Conclusion: Two Concerns

This change in axis of the digital library creates two concerns. The first is the concept referred to as “bundling.”  The IBM 360 computer system is an historical illustration or example of the problem of “bundling.”  All of the hardware and software elements of the IBM 360 were “bundled”—you had to have all the elements together, and if you were missing any of them, you did not get the system benefits.  This created a long string of anti-trust conflicts for IBM, and IBM eventually lost that battle.  The issue for libraries is somewhat different.  A library that is on the Internet might superficially appear to have all of the strength of a traditional library, yet be missing important elements that have traditionally been “bundled” in the library – things such as careful selection, bibliographic integration, and preservation.  A huge investment has been made in determining the difference between a good information source and a poor information source, and this has been bundled into the traditional library.  Will this strength survive in digital libraries?  This is an important societal issue that needs to be addressed as we go forward.

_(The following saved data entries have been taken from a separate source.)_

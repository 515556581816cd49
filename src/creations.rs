use reqwest::{Client, StatusCode};
use serde::Deserialize;
use thiserror::Error;
use tracing::{debug, warn};

use crate::models::CreationRecord;
use crate::session::Credential;

/// Shown when a request dies before producing a usable envelope.
pub const GENERIC_FETCH_MESSAGE: &str = "Something went wrong";
/// Shown when the API reports failure without saying why.
pub const UNEXPLAINED_FAILURE_MESSAGE: &str = "Unable to fetch data";

/// The display text of both variants is the user-facing message; transport
/// causes are logged, never surfaced raw.
#[derive(Error, Debug)]
pub enum FetchError {
    /// The API answered with an explicit failure and a reason.
    #[error("{0}")]
    ServerReported(String),
    /// The request never produced a parseable response envelope.
    #[error("{0}")]
    TransportFailure(String),
}

/// Response envelope for the user-creations endpoint. Success is signaled
/// by the flag in the body, not by the transport status.
#[derive(Debug, Deserialize)]
struct CreationsEnvelope {
    success: bool,
    #[serde(default)]
    creations: Vec<CreationRecord>,
    message: Option<String>,
}

/// Read access to the user's creation history (allows mocking for tests).
#[async_trait::async_trait]
pub trait FetchCreations: Send + Sync {
    /// Single-shot read of the signed-in user's creations, most recent
    /// first as ordered by the server. No retry, no timeout.
    async fn fetch_creations(
        &self,
        credential: &Credential,
    ) -> Result<Vec<CreationRecord>, FetchError>;
}

/// Production client for the creations API.
#[derive(Clone)]
pub struct CreationsClient {
    client: Client,
    base_url: String,
}

impl CreationsClient {
    pub fn new(base_url: impl Into<String>) -> Self {
        Self {
            client: Client::new(),
            base_url: base_url.into(),
        }
    }
}

#[async_trait::async_trait]
impl FetchCreations for CreationsClient {
    async fn fetch_creations(
        &self,
        credential: &Credential,
    ) -> Result<Vec<CreationRecord>, FetchError> {
        let url = format!("{}/api/user/get-user-creations", self.base_url);

        let response = match self.client.get(&url).bearer_auth(credential.as_str()).send().await {
            Ok(response) => response,
            Err(e) => {
                warn!("creations request failed: {}", e);
                return Err(FetchError::TransportFailure(GENERIC_FETCH_MESSAGE.to_string()));
            }
        };

        let status = response.status();
        let body = match response.bytes().await {
            Ok(body) => body,
            Err(e) => {
                warn!("failed to read creations response: {}", e);
                return Err(FetchError::TransportFailure(GENERIC_FETCH_MESSAGE.to_string()));
            }
        };

        parse_envelope(status, &body)
    }
}

/// Classify a response body. An envelope with `success: false` is a
/// server-reported failure even on a non-2xx status; a body that is not an
/// envelope at all is a transport failure.
fn parse_envelope(status: StatusCode, body: &[u8]) -> Result<Vec<CreationRecord>, FetchError> {
    match serde_json::from_slice::<CreationsEnvelope>(body) {
        Ok(envelope) if envelope.success => {
            debug!("fetched {} creation(s)", envelope.creations.len());
            Ok(envelope.creations)
        }
        Ok(envelope) => Err(FetchError::ServerReported(
            envelope
                .message
                .unwrap_or_else(|| UNEXPLAINED_FAILURE_MESSAGE.to_string()),
        )),
        Err(e) => {
            warn!("unparseable creations response (status {}): {}", status, e);
            Err(FetchError::TransportFailure(GENERIC_FETCH_MESSAGE.to_string()))
        }
    }
}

The second concern is the relationship between social surplus and the cultural institutions that provide our knowledge infrastructure. This can best be described as a sort of twist that has occurred in the psychology of the business over the last 75 or 80 years. There is a shared societal notion that when hard-work and know-how come together, they generate economic development and economic growth. Economic development and growth in turn create a social surplus whereby society can afford cultural institutions such as libraries, art galleries, zoos, and museums, that make up our knowledge infrastructure.  However, this notion is completely backwards. The cultural institutions are NOT the consequence of the social surplus—they are what caused the social surplus. Furthermore, these are crucial investments that must continue to be made. With time, these cultural institutions are going to take on new forms, but in thinking about them primarily as cultural institutions that live off of the society’s generated surplus, we run the risk of under-investing and under-recognizing their value in shaping society.

Acknowledgement

This article is derived from a transcription of Professor King’s presentation at the Digital Divide or Digital Commons Conference.  The editor wishes to acknowledge Altus Learning Systems for the automatic transcription of the presentation and Karen Beronsky for editing the transcription.

About the Author

John King

John King is dean and professor at the School of Information at the University of Michigan.  His research addresses the problems of developing high-level requirements for information systems design and implementation in strongly institutionalized production sectors.  King served for 20 years on the faculties of computer science and management at UC Irvine before coming to Michigan, and was a Marvin Bower Fellow at Harvard Business School. In recent years he has been a senior scientific advisor to the National Science Foundation, and an outside advisor to many IT-related programs in universities in the U.S. and internationally.